Regions: Inuvialuit Settlement Region
Tags: social sciences, traditional knowledge, linguistics, language, economic feasibility, cultural sustainability, literacy, ancestry, community planning, demography, educational opportunities
Principal Investigator: | Bourcier, Andre (1) |
Licence Number: | 12948 |
Organization: | Universite Laval |
Licensed Year(s): |
1997
|
Issued: | Oct 15, 1997 |
Project Team: | self |
Objective(s): Many factors can influence the implementation of ancestral language literacy classes. The most obvious are related to the language itself but these are usually easily overcome by trained linguists. Other difficulties relate to the status given to the ancestral language by a given community, the age group seen as the focus of the intervention, the means given by the provincial governments, local authorities or school boards to implement the programs, the feelings of the ancestral language teachers towards their role and implication in the survival of the language, their capacity to use the descriptions of the language made by the linguist to create teaching material and the nature of the program. The first part of this study will be an assessment of the means made available to the communities by the authorities. The researcher will then try to determine how each community is using those means. The Inuvialuit started their ancestral language program in the mid-80's with the COPE project. The researcher is currently working on a new version of the Inuvialuktun Dictionary with Prof. Lowe. The Gwich'in are just starting their language program. The goal of this project to discuss with the communities what their respective linguistic needs are and to propose a series of recommendations for linguists and cultural officers regarding their linguistic intervention in these communities.
Project Description: The goal of this project to discuss with the communities what their respective linguistic needs are and to propose a series of recommendations for linguists and cultural officers regarding their linguistic intervention in these communities.
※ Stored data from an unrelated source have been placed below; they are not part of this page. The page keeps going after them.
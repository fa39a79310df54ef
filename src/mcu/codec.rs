//! Framing of the MCU serial protocol
//!
//! Every request, acknowledgement and event shares the same frame layout:
//!
//! | field   | length | description                                          |
//! |---------|--------|------------------------------------------------------|
//! | id      | 1      | correlation id picked by the host for each request   |
//! | size    | 2      | payload length, big-endian                           |
//! | type    | 1      | request, acknowledgement or event tag                |
//! | payload | size   | command specific                                     |
//!
//! There is no delimiter and no checksum, a frame boundary is only known by honouring `size`.
use std::io::{ErrorKind, Read, Write};
use std::time::{Duration, Instant};

use heapless::Vec;
use log::{debug, trace, warn};

use super::command::{AckId, RequestId};
use crate::error::{Error, Result};

pub const HEADER_SIZE: usize = 4;
/// Largest request payload the host sends
pub const WRITE_SIZE_MAX: usize = 280;
/// Largest frame the host accepts, header included
pub const READ_SIZE_MAX: usize = 500;

pub type RequestPayloadVec = Vec<u8, WRITE_SIZE_MAX>;
pub type RequestFrameVec = Vec<u8, { HEADER_SIZE + WRITE_SIZE_MAX }>;

#[derive(Debug, Clone, Copy, PartialEq, Eq)]
pub struct FrameHeader {
    pub id: u8,
    pub size: u16,
    pub tag: u8,
}

impl FrameHeader {
    pub fn from_bytes(buf: &[u8; HEADER_SIZE]) -> Self {
        Self {
            id: buf[0],
            size: u16::from_be_bytes([buf[1], buf[2]]),
            tag: buf[3],
        }
    }

    pub fn to_bytes(&self) -> [u8; HEADER_SIZE] {
        let size = self.size.to_be_bytes();
        [self.id, size[0], size[1], self.tag]
    }

    /// Header plus payload
    pub fn frame_len(&self) -> usize {
        HEADER_SIZE + self.size as usize
    }
}

/// Builds a complete request frame
pub fn encode_request(id: u8, cmd: RequestId, payload: &[u8]) -> Result<RequestFrameVec> {
    if payload.len() > WRITE_SIZE_MAX {
        return Err(Error::RequestTooLarge {
            len: payload.len(),
            capacity: WRITE_SIZE_MAX,
        });
    }
    let header = FrameHeader {
        id,
        size: payload.len() as u16,
        tag: cmd as u8,
    };
    let too_large = |_| Error::RequestTooLarge {
        len: payload.len(),
        capacity: WRITE_SIZE_MAX,
    };
    let mut frame = RequestFrameVec::new();
    frame
        .extend_from_slice(&header.to_bytes())
        .map_err(too_large)?;
    frame.extend_from_slice(payload).map_err(too_large)?;
    Ok(frame)
}

/// Sends one request frame with a single write
pub fn write_request<W: Write>(
    link: &mut W,
    id: u8,
    cmd: RequestId,
    payload: &[u8],
) -> Result<()> {
    let frame = encode_request(id, cmd, payload)?;
    debug!(
        "--> {} (id: 0x{:02X}, size: {})",
        cmd,
        id,
        frame.len() - HEADER_SIZE
    );
    trace!("--> {}", base16::encode_lower(&frame[..]));
    link.write_all(&frame)?;
    link.flush()?;
    Ok(())
}

/// Reads exactly one frame into `buf` and returns its total length
///
/// The MCU has `ack_timeout` to start answering, the read timeout of the link then bounds the
/// silence between two bytes of the frame. The payload is not consumed from the link when the
/// declared size does not fit `buf`.
pub fn read_ack<R: Read>(link: &mut R, buf: &mut [u8], ack_timeout: Duration) -> Result<usize> {
    if buf.len() < HEADER_SIZE {
        return Err(Error::AckTooLarge {
            declared: HEADER_SIZE,
            capacity: buf.len(),
        });
    }
    wait_first_byte(link, &mut buf[..1], ack_timeout)?;
    read_exact(link, &mut buf[1..HEADER_SIZE])?;
    let header = FrameHeader::from_bytes(&[buf[0], buf[1], buf[2], buf[3]]);
    let total = header.frame_len();
    if total > buf.len() {
        warn!(
            "acknowledgement of {} bytes does not fit the {} bytes buffer",
            total,
            buf.len()
        );
        return Err(Error::AckTooLarge {
            declared: total,
            capacity: buf.len(),
        });
    }
    read_exact(link, &mut buf[HEADER_SIZE..total])?;
    trace!("<-- {}", base16::encode_lower(&buf[..total]));
    Ok(total)
}

fn wait_first_byte<R: Read>(link: &mut R, buf: &mut [u8], ack_timeout: Duration) -> Result<()> {
    let start = Instant::now();
    loop {
        match link.read(buf) {
            Ok(0) => return Err(Error::Disconnected),
            Ok(_) => return Ok(()),
            Err(e) if e.kind() == ErrorKind::TimedOut && start.elapsed() < ack_timeout => {
                trace!("still waiting for an answer after {:?}", start.elapsed());
            }
            Err(e) if e.kind() == ErrorKind::Interrupted => {
                warn!("read interrupted while waiting for an answer");
                return Err(Error::Interrupted);
            }
            Err(e) => return Err(e.into()),
        }
    }
}

/// Serial reads may return fewer bytes than requested, keep reading until `buf` is full
fn read_exact<R: Read>(link: &mut R, buf: &mut [u8]) -> Result<()> {
    let mut nb_read = 0;
    while nb_read < buf.len() {
        match link.read(&mut buf[nb_read..]) {
            Ok(0) => return Err(Error::Disconnected),
            Ok(n) => nb_read += n,
            Err(e) if e.kind() == ErrorKind::Interrupted => {
                warn!("read interrupted after {} of {} bytes", nb_read, buf.len());
                return Err(Error::Interrupted);
            }
            Err(e) => return Err(e.into()),
        }
    }
    Ok(())
}

/// View on a frame read by [`read_ack`]
#[derive(Debug, Clone, Copy)]
pub struct AckFrame<'a> {
    pub header: FrameHeader,
    pub payload: &'a [u8],
}

impl<'a> AckFrame<'a> {
    pub fn parse(frame: &'a [u8]) -> Result<Self> {
        if frame.len() < HEADER_SIZE {
            return Err(Error::AckTooLarge {
                declared: HEADER_SIZE,
                capacity: frame.len(),
            });
        }
        let header = FrameHeader::from_bytes(&[frame[0], frame[1], frame[2], frame[3]]);
        let payload = frame
            .get(HEADER_SIZE..header.frame_len())
            .ok_or(Error::AckTooLarge {
                declared: header.frame_len(),
                capacity: frame.len(),
            })?;
        Ok(Self { header, payload })
    }

    /// Checks the type tag and the minimum payload length of the layout of `ack`
    pub fn expect(&self, ack: AckId, needed: usize) -> Result<&'a [u8]> {
        if self.header.tag != ack.code() {
            return Err(Error::UnexpectedAck {
                expected: ack,
                actual: self.header.tag,
            });
        }
        if self.payload.len() < needed {
            return Err(Error::MalformedAck {
                ack,
                len: self.payload.len(),
                needed,
            });
        }
        Ok(self.payload)
    }
}
impl Request {
    pub fn id(&self) -> RequestId {
        match self {
            Request::Ping => RequestId::Ping,
            Request::ConfigRx(_) => RequestId::ConfigRx,
            Request::PrepareTx(_) => RequestId::PrepareTx,
            Request::GetStatus => RequestId::GetStatus,
            Request::Bootloader => RequestId::Bootloader,
            Request::GetRxMsg => RequestId::GetRxMsg,
            Request::GetTxStatus => RequestId::GetTxStatus,
            Request::Reset(_) => RequestId::Reset,
            Request::SetCoefTempRssi { .. } => RequestId::SetCoefTempRssi,
            Request::ReadRegister { .. } => RequestId::ReadRegs,
            Request::WriteRegister { .. } => RequestId::WriteRegs,
        }
    }

    pub fn expected_ack(&self) -> AckId {
        self.id().ack()
    }

    /// Writes the payload of the request into `buf`, previous content is discarded
    pub fn encode_into(&self, buf: &mut RequestPayloadVec) -> Result<()> {
        buf.clear();
        match self {
            Request::Ping
            | Request::GetStatus
            | Request::Bootloader
            | Request::GetRxMsg
            | Request::GetTxStatus => Ok(()),
            Request::ConfigRx(conf) => {
                push_all(buf, &[conf.radio])?;
                push_all(buf, &conf.freq_hz.to_be_bytes())?;
                push_all(buf, &[conf.datarate, conf.bandwidth])?;
                push_all(buf, &conf.preamble.to_be_bytes())?;
                push_all(buf, &[conf.iq_inverted as u8, conf.sync_word])
            }
            Request::PrepareTx(tx) => {
                push_all(buf, &[tx.tx_mode])?;
                push_all(buf, &tx.count_us.to_be_bytes())?;
                push_all(buf, &tx.freq_hz.to_be_bytes())?;
                push_all(
                    buf,
                    &[
                        tx.rf_power as u8,
                        tx.datarate,
                        tx.bandwidth,
                        tx.invert_pol as u8,
                        tx.coderate,
                        tx.no_header as u8,
                        tx.use_crc as u8,
                        tx.ramp,
                    ],
                )?;
                push_all(buf, &tx.preamble.to_be_bytes())?;
                push_all(buf, &[tx.sync_word, tx.payload.len() as u8])?;
                push_all(buf, &tx.payload)
            }
            Request::Reset(kind) => push_all(buf, &[kind.code()?]),
            Request::SetCoefTempRssi { radio, coefficient } => {
                push_all(buf, &[*radio])?;
                push_all(buf, &coefficient.to_bits().to_be_bytes())
            }
            Request::ReadRegister { radio, addr } => {
                push_all(buf, &[*radio])?;
                push_all(buf, &addr.to_be_bytes())
            }
            Request::WriteRegister { radio, addr, value } => {
                push_all(buf, &[*radio])?;
                push_all(buf, &addr.to_be_bytes())?;
                push_all(buf, &[*value])
            }
        }
    }

    /// Parses a request payload, this is what the MCU does with the frames the host sends
    pub fn decode(id: RequestId, payload: &[u8]) -> Result<Request> {
        match id {
            RequestId::Ping => Ok(Request::Ping),
            RequestId::GetStatus => Ok(Request::GetStatus),
            RequestId::Bootloader => Ok(Request::Bootloader),
            RequestId::GetRxMsg => Ok(Request::GetRxMsg),
            RequestId::GetTxStatus => Ok(Request::GetTxStatus),
            RequestId::ConfigRx => {
                check_len(id, payload, CONFIG_RX_SIZE)?;
                Ok(Request::ConfigRx(ConfigRx {
                    radio: payload[0],
                    freq_hz: be_u32(payload, 1),
                    datarate: payload[5],
                    bandwidth: payload[6],
                    preamble: be_u16(payload, 7),
                    iq_inverted: payload[9] != 0,
                    sync_word: payload[10],
                }))
            }
            RequestId::PrepareTx => {
                check_len(id, payload, PREPARE_TX_HEADER_SIZE)?;
                let size = payload[20] as usize;
                check_len(id, payload, PREPARE_TX_HEADER_SIZE + size)?;
                let mut data = PayloadVec::new();
                data.extend_from_slice(
                    &payload[PREPARE_TX_HEADER_SIZE..PREPARE_TX_HEADER_SIZE + size],
                )
                .map_err(|_| Error::PayloadTooLong(size))?;
                Ok(Request::PrepareTx(PrepareTx {
                    tx_mode: payload[0],
                    count_us: be_u32(payload, 1),
                    freq_hz: be_u32(payload, 5),
                    rf_power: payload[9] as i8,
                    datarate: payload[10],
                    bandwidth: payload[11],
                    invert_pol: payload[12] != 0,
                    coderate: payload[13],
                    no_header: payload[14] != 0,
                    use_crc: payload[15] != 0,
                    ramp: payload[16],
                    preamble: be_u16(payload, 17),
                    sync_word: payload[19],
                    payload: data,
                }))
            }
            RequestId::Reset => {
                check_len(id, payload, RESET_SIZE)?;
                Ok(Request::Reset(ResetKind::try_from(payload[0])?))
            }
            RequestId::SetCoefTempRssi => {
                check_len(id, payload, SET_COEF_TEMP_RSSI_SIZE)?;
                Ok(Request::SetCoefTempRssi {
                    radio: payload[0],
                    coefficient: f32::from_bits(be_u32(payload, 1)),
                })
            }
            RequestId::ReadRegs => {
                check_len(id, payload, READ_REGS_SIZE)?;
                Ok(Request::ReadRegister {
                    radio: payload[0],
                    addr: be_u16(payload, 1),
                })
            }
            RequestId::WriteRegs => {
                check_len(id, payload, WRITE_REGS_SIZE)?;
                Ok(Request::WriteRegister {
                    radio: payload[0],
                    addr: be_u16(payload, 1),
                    value: payload[3],
                })
            }
        }
    }
}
The first part of this study will be an assessment of the means made available to the communities by the authorities. The researcher will then try to determine how each community is using those means. The researcher intends to visit as many communities as possible. Transport will be mostly by plane. Data collection will involve the use of an audio recorder and a laptop computer. All participants will be fully informed of the study and the researcher will obtain informed consent.